あと、暇なときは手紙でも送ってきなさい、私も弟子がなにをしているかは心配です」
ハヤブサ丸が小さく鳴き、誇らしげ胸を張っていた。
彼の肩で羽を広げる姿は、頼れる護衛?……っというよりも、友人の方が近いだろう。
「いいですか、桜花流は一朝一夕で身につくものではありません。
焦らず、じっくりと学べば、いずれ高みへと至れるでしょう。
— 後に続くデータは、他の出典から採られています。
//! Conversation history stores
//!
//! [`SqliteConversationStore`] is the durable per-session log;
//! [`MemoryConversationStore`] backs tests and ephemeral sessions. Both are
//! append-only and return history oldest-first.

use async_trait::async_trait;
use sqlx::sqlite::{SqliteConnectOptions, SqlitePoolOptions};
use sqlx::{FromRow, SqlitePool};
use std::collections::HashMap;
use std::path::Path;
use tokio::sync::RwLock;
use tracing::debug;

use docchat_core::{ChatMessage, ChatRole, ConversationStore, DocChatError, Result};

const SCHEMA: &str = "
CREATE TABLE IF NOT EXISTS conversation_history (
    id INTEGER PRIMARY KEY AUTOINCREMENT,
    session_id TEXT NOT NULL,
    role TEXT NOT NULL,
    message TEXT NOT NULL,
    timestamp DATETIME DEFAULT CURRENT_TIMESTAMP
);
CREATE INDEX IF NOT EXISTS idx_conversation_session
    ON conversation_history (session_id);
";

fn store_error(e: sqlx::Error) -> DocChatError {
    DocChatError::Store(e.to_string())
}

#[derive(Debug, FromRow)]
struct HistoryRow {
    role: String,
    message: String,
}

/// SQLite-backed conversation log
pub struct SqliteConversationStore {
    pool: SqlitePool,
}

impl SqliteConversationStore {
    /// Open (or create) the database file and ensure the schema exists
    pub async fn connect(path: &Path) -> Result<Self> {
        if let Some(parent) = path.parent() {
            if !parent.as_os_str().is_empty() {
                tokio::fs::create_dir_all(parent).await.map_err(|e| {
                    DocChatError::Store(format!("failed to create {}: {e}", parent.display()))
                })?;
            }
        }

        let options = SqliteConnectOptions::new()
            .filename(path)
            .create_if_missing(true);

        let pool = SqlitePoolOptions::new()
            .max_connections(5)
            .connect_with(options)
            .await
            .map_err(store_error)?;

        sqlx::raw_sql(SCHEMA)
            .execute(&pool)
            .await
            .map_err(store_error)?;

        debug!(path = %path.display(), "conversation store ready");
        Ok(Self { pool })
    }

    /// An in-process database that disappears when the store is dropped.
    /// Pinned to a single connection so every query sees the same database.
    pub async fn in_memory() -> Result<Self> {
        let options = SqliteConnectOptions::new()
            .filename(":memory:")
            .create_if_missing(true);

        let pool = SqlitePoolOptions::new()
            .max_connections(1)
            .connect_with(options)
            .await
            .map_err(store_error)?;

        sqlx::raw_sql(SCHEMA)
            .execute(&pool)
            .await
            .map_err(store_error)?;
        Ok(Self { pool })
    }
}

#[async_trait]
impl ConversationStore for SqliteConversationStore {
    async fn append(&self, session_id: &str, role: ChatRole, text: &str) -> Result<()> {
        sqlx::query(
            "INSERT INTO conversation_history (session_id, role, message) VALUES (?, ?, ?)",
        )
        .bind(session_id)
        .bind(role.to_string())
        .bind(text)
        .execute(&self.pool)
        .await
        .map_err(store_error)?;
        Ok(())
    }

    async fn read(&self, session_id: &str) -> Result<Vec<ChatMessage>> {
        // id breaks ties between messages stored within the same second
        let rows: Vec<HistoryRow> = sqlx::query_as(
            "SELECT role, message FROM conversation_history \
             WHERE session_id = ? ORDER BY timestamp, id",
        )
        .bind(session_id)
        .fetch_all(&self.pool)
        .await
        .map_err(store_error)?;

        rows.into_iter()
            .map(|row| {
                let role: ChatRole = row.role.parse()?;
                Ok(ChatMessage {
                    role,
                    content: row.message,
                })
            })
            .collect()
    }
}

/// In-memory conversation log
#[derive(Default)]
pub struct MemoryConversationStore {
    sessions: RwLock<HashMap<String, Vec<ChatMessage>>>,
}

impl MemoryConversationStore {
    pub fn new() -> Self {
        Self::default()
    }
}

#[async_trait]
impl ConversationStore for MemoryConversationStore {
    async fn append(&self, session_id: &str, role: ChatRole, text: &str) -> Result<()> {
        let mut sessions = self.sessions.write().await;
        sessions
            .entry(session_id.to_string())
            .or_default()
            .push(ChatMessage {
                role,
                content: text.to_string(),
            });
        Ok(())
    }

    async fn read(&self, session_id: &str) -> Result<Vec<ChatMessage>> {
        let sessions = self.sessions.read().await;
        Ok(sessions.get(session_id).cloned().unwrap_or_default())
    }
}

#[cfg(test)]
mod tests {
    use super::*;

    #[tokio::test]
    async fn test_sqlite_append_and_read_in_order() {
        let store = SqliteConversationStore::in_memory().await.unwrap();

        store.append("s1", ChatRole::User, "first").await.unwrap();
        store
            .append("s1", ChatRole::Assistant, "second")
            .await
            .unwrap();
        store.append("s1", ChatRole::User, "third").await.unwrap();

        let history = store.read("s1").await.unwrap();
        assert_eq!(history.len(), 3);
        assert_eq!(history[0], ChatMessage::user("first"));
        assert_eq!(history[1], ChatMessage::assistant("second"));
        assert_eq!(history[2], ChatMessage::user("third"));
    }

    #[tokio::test]
    async fn test_sqlite_sessions_are_isolated() {
        let store = SqliteConversationStore::in_memory().await.unwrap();

        store.append("a", ChatRole::User, "for a").await.unwrap();
        store.append("b", ChatRole::User, "for b").await.unwrap();

        assert_eq!(store.read("a").await.unwrap().len(), 1);
        assert_eq!(store.read("b").await.unwrap().len(), 1);
        assert!(store.read("c").await.unwrap().is_empty());
    }

    #[tokio::test]
    async fn test_sqlite_persists_across_connections() {
        let dir = tempfile::tempdir().unwrap();
        let db = dir.path().join("history.db");

        {
            let store = SqliteConversationStore::connect(&db).await.unwrap();
            store.append("s", ChatRole::User, "hello").await.unwrap();
        }

        let store = SqliteConversationStore::connect(&db).await.unwrap();
        let history = store.read("s").await.unwrap();
        assert_eq!(history, vec![ChatMessage::user("hello")]);
    }

    #[tokio::test]
    async fn test_memory_store_round_trip() {
        let store = MemoryConversationStore::new();

        store.append("s", ChatRole::User, "hi").await.unwrap();
        store.append("s", ChatRole::Assistant, "hello").await.unwrap();

        let history = store.read("s").await.unwrap();
        assert_eq!(history.len(), 2);
        assert_eq!(history[1].role, ChatRole::Assistant);
        assert!(store.read("other").await.unwrap().is_empty());
    }
}
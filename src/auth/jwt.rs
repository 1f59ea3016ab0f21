/// JWT Token Generation and Validation
///
/// Access tokens are HS256-signed JWTs carrying the account id. They are never
/// persisted; every protected request re-validates them. Rotating the secret
/// invalidates every token issued under the previous one.

use chrono::Duration;
use jsonwebtoken::errors::ErrorKind;
use jsonwebtoken::{decode, encode, Algorithm, DecodingKey, EncodingKey, Header, Validation};
use uuid::Uuid;

use crate::auth::claims::{Claims, TOKEN_ISSUER};
use crate::clock::Clock;
use crate::error::{AppError, AuthError};

/// Generate a new access token for a user
///
/// # Arguments
/// * `user_id` - Account the token identifies
/// * `secret` - Server-held signing secret
/// * `lifetime` - How long the token stays valid from now
/// * `clock` - Source of the issued-at time
///
/// # Errors
/// Returns error if token encoding fails
pub fn generate_access_token(
    user_id: &Uuid,
    secret: &str,
    lifetime: Duration,
    clock: &dyn Clock,
) -> Result<String, AppError> {
    let claims = Claims::new(*user_id, clock.now(), lifetime);

    encode(
        &Header::new(Algorithm::HS256),
        &claims,
        &EncodingKey::from_secret(secret.as_bytes()),
    )
    .map_err(|e| AppError::Internal(format!("Token generation failed: {}", e)))
}

/// Validate an access token and return the account id it carries
///
/// Expiry is checked against `clock` rather than the library's wall-clock check so
/// tests can drive time.
///
/// # Errors
/// - `BadSignature` if the signature does not match `secret`
/// - `Expired` if the clock is past the token's `exp`
/// - `Malformed` for anything that cannot be decoded or carries a foreign issuer
pub fn validate_access_token(
    token: &str,
    secret: &str,
    clock: &dyn Clock,
) -> Result<Uuid, AuthError> {
    let mut validation = Validation::new(Algorithm::HS256);
    validation.set_issuer(&[TOKEN_ISSUER]);
    validation.validate_exp = false;
    validation.leeway = 0;

    let claims = decode::<Claims>(
        token,
        &DecodingKey::from_secret(secret.as_bytes()),
        &validation,
    )
    .map(|data| data.claims)
    .map_err(|e| {
        let reason = match e.kind() {
            ErrorKind::InvalidSignature => AuthError::BadSignature,
            ErrorKind::ExpiredSignature => AuthError::Expired,
            _ => AuthError::Malformed,
        };
        tracing::warn!(error = %e, "JWT validation error");
        reason
    })?;

    if claims.is_expired_at(clock.now()) {
        tracing::info!(user_id = %claims.sub, "Access token expired");
        return Err(AuthError::Expired);
    }

    claims.user_id()
}
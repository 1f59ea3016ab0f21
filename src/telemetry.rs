use tracing::Subscriber;
use tracing_subscriber::{layer::SubscriberExt, util::SubscriberInitExt, EnvFilter, Registry};

/// Build the JSON subscriber; `RUST_LOG` overrides `default_filter`
pub fn get_subscriber<Sink>(default_filter: &str, sink: Sink) -> impl Subscriber + Send + Sync
where
    Sink: for<'a> tracing_subscriber::fmt::MakeWriter<'a> + Send + Sync + 'static,
{
    let env_filter =
        EnvFilter::try_from_default_env().unwrap_or_else(|_| EnvFilter::new(default_filter));

    let formatting_layer = tracing_subscriber::fmt::layer()
        .with_writer(sink)
        .with_target(true)
        .json();

    Registry::default().with(env_filter).with(formatting_layer)
}

/// Structured JSON logging to stdout at `info` unless `RUST_LOG` says otherwise
pub fn init_telemetry() {
    get_subscriber("info", std::io::stdout).init();
}
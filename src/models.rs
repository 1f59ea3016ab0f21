/// Persisted records shared by the storage backends and the services.

use chrono::{DateTime, Utc};
use serde::Serialize;
use uuid::Uuid;

/// A registered account
///
/// `hashed_password` is opaque outside of `auth::password` and is never serialized.
#[derive(Debug, Clone, sqlx::FromRow)]
pub struct Account {
    pub id: Uuid,
    pub created_at: DateTime<Utc>,
    pub updated_at: DateTime<Utc>,
    pub email: String,
    pub hashed_password: String,
    pub is_chirpy_red: bool,
}

impl Account {
    pub fn new(email: String, hashed_password: String, now: DateTime<Utc>) -> Self {
        Self {
            id: Uuid::new_v4(),
            created_at: now,
            updated_at: now,
            email,
            hashed_password,
            is_chirpy_red: false,
        }
    }
}

/// Stored refresh token
///
/// `token` holds the SHA-256 digest of the string handed to the client.
#[derive(Debug, Clone, sqlx::FromRow)]
pub struct RefreshTokenRecord {
    pub token: String,
    pub user_id: Uuid,
    pub created_at: DateTime<Utc>,
    pub updated_at: DateTime<Utc>,
    pub expires_at: DateTime<Utc>,
    pub revoked_at: Option<DateTime<Utc>>,
}

impl RefreshTokenRecord {
    pub fn is_revoked(&self) -> bool {
        self.revoked_at.is_some()
    }

    /// Active means not revoked and strictly before its expiry
    pub fn is_active_at(&self, now: DateTime<Utc>) -> bool {
        !self.is_revoked() && now < self.expires_at
    }
}

#[derive(Debug, Clone, Serialize, sqlx::FromRow)]
pub struct Chirp {
    pub id: Uuid,
    pub created_at: DateTime<Utc>,
    pub updated_at: DateTime<Utc>,
    pub body: String,
    pub user_id: Uuid,
}
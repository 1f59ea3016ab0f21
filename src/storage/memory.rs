use async_trait::async_trait;
use chrono::{DateTime, Utc};
use std::collections::HashMap;
use tokio::sync::Mutex as TokioMutex;
use uuid::Uuid;

use crate::error::StoreError;
use crate::models::{Account, Chirp, RefreshTokenRecord};
use crate::storage::{Result, Storage};

#[derive(Default)]
struct StorageData {
    accounts: HashMap<Uuid, Account>,
    refresh_tokens: HashMap<String, RefreshTokenRecord>, // token digest -> record
    chirps: HashMap<Uuid, Chirp>,
}

/// In-memory storage
///
/// One lock guards all tables, so every trait method is atomic with respect to the
/// others. Token rotation relies on this.
#[derive(Default)]
pub struct MemoryStorage {
    data: TokioMutex<StorageData>,
}

impl MemoryStorage {
    pub fn new() -> Self {
        Self::default()
    }

    /// Number of non-revoked refresh tokens held for `user_id`
    pub async fn count_non_revoked_refresh_tokens(&self, user_id: Uuid) -> usize {
        let data = self.data.lock().await;
        data.refresh_tokens
            .values()
            .filter(|t| t.user_id == user_id && !t.is_revoked())
            .count()
    }
}

fn revoke_live_tokens(data: &mut StorageData, user_id: Uuid, now: DateTime<Utc>) -> u64 {
    let mut revoked = 0;
    for token in data.refresh_tokens.values_mut() {
        if token.user_id == user_id && token.revoked_at.is_none() {
            token.revoked_at = Some(now);
            token.updated_at = now;
            revoked += 1;
        }
    }
    revoked
}

#[async_trait]
impl Storage for MemoryStorage {
    async fn insert_account(&self, account: &Account) -> Result<()> {
        let mut data = self.data.lock().await;
        if data.accounts.values().any(|a| a.email == account.email) {
            return Err(StoreError::Conflict("users_email_key".to_string()));
        }
        data.accounts.insert(account.id, account.clone());
        Ok(())
    }

    async fn find_account_by_email(&self, email: &str) -> Result<Option<Account>> {
        let data = self.data.lock().await;
        Ok(data.accounts.values().find(|a| a.email == email).cloned())
    }

    async fn find_account_by_id(&self, id: Uuid) -> Result<Option<Account>> {
        let data = self.data.lock().await;
        Ok(data.accounts.get(&id).cloned())
    }

    async fn update_account_credentials(
        &self,
        id: Uuid,
        email: &str,
        hashed_password: &str,
        updated_at: DateTime<Utc>,
    ) -> Result<Option<Account>> {
        let mut data = self.data.lock().await;
        if data.accounts.values().any(|a| a.email == email && a.id != id) {
            return Err(StoreError::Conflict("users_email_key".to_string()));
        }
        Ok(data.accounts.get_mut(&id).map(|account| {
            account.email = email.to_string();
            account.hashed_password = hashed_password.to_string();
            account.updated_at = updated_at;
            account.clone()
        }))
    }

    async fn delete_all_accounts(&self) -> Result<u64> {
        let mut data = self.data.lock().await;
        let removed = data.accounts.len() as u64;
        data.accounts.clear();
        data.refresh_tokens.clear();
        data.chirps.clear();
        Ok(removed)
    }

    async fn insert_refresh_token(&self, record: &RefreshTokenRecord) -> Result<u64> {
        let mut data = self.data.lock().await;
        if !data.accounts.contains_key(&record.user_id) {
            return Err(StoreError::NotFound("account".to_string()));
        }
        if data.refresh_tokens.contains_key(&record.token) {
            return Err(StoreError::Conflict("refresh_tokens_pkey".to_string()));
        }
        let revoked = revoke_live_tokens(&mut data, record.user_id, record.created_at);
        data.refresh_tokens
            .insert(record.token.clone(), record.clone());
        Ok(revoked)
    }

    async fn find_non_revoked_refresh_token(
        &self,
        token: &str,
    ) -> Result<Option<RefreshTokenRecord>> {
        let data = self.data.lock().await;
        Ok(data
            .refresh_tokens
            .get(token)
            .filter(|t| !t.is_revoked())
            .cloned())
    }

    async fn revoke_refresh_tokens_for_account(
        &self,
        user_id: Uuid,
        now: DateTime<Utc>,
    ) -> Result<u64> {
        let mut data = self.data.lock().await;
        Ok(revoke_live_tokens(&mut data, user_id, now))
    }

    async fn insert_chirp(&self, chirp: &Chirp) -> Result<()> {
        let mut data = self.data.lock().await;
        if !data.accounts.contains_key(&chirp.user_id) {
            return Err(StoreError::NotFound("account".to_string()));
        }
        data.chirps.insert(chirp.id, chirp.clone());
        Ok(())
    }

    async fn list_chirps(&self) -> Result<Vec<Chirp>> {
        let data = self.data.lock().await;
        let mut chirps: Vec<Chirp> = data.chirps.values().cloned().collect();
        chirps.sort_by_key(|c| c.created_at);
        Ok(chirps)
    }

    async fn find_chirp(&self, id: Uuid) -> Result<Option<Chirp>> {
        let data = self.data.lock().await;
        Ok(data.chirps.get(&id).cloned())
    }

    async fn delete_chirp(&self, id: Uuid) -> Result<bool> {
        let mut data = self.data.lock().await;
        Ok(data.chirps.remove(&id).is_some())
    }
}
そのときが来るのを、私も楽しみにしています」
私は微笑みながらその頭に手を置く、きっと彼は想像以上に強くなるだろう。
それが悔しくもあり、楽しみでもあった。
「最後に、君の名前を教えていただけますか」
風が吹き抜け木々がざわめく、心の奥に名残惜しさが広がったが、私には私の目的がある。
そして、彼には彼の目的があるのだ。いずれ、その道が交わうのであれば、一緒に戦うこともあるだろう。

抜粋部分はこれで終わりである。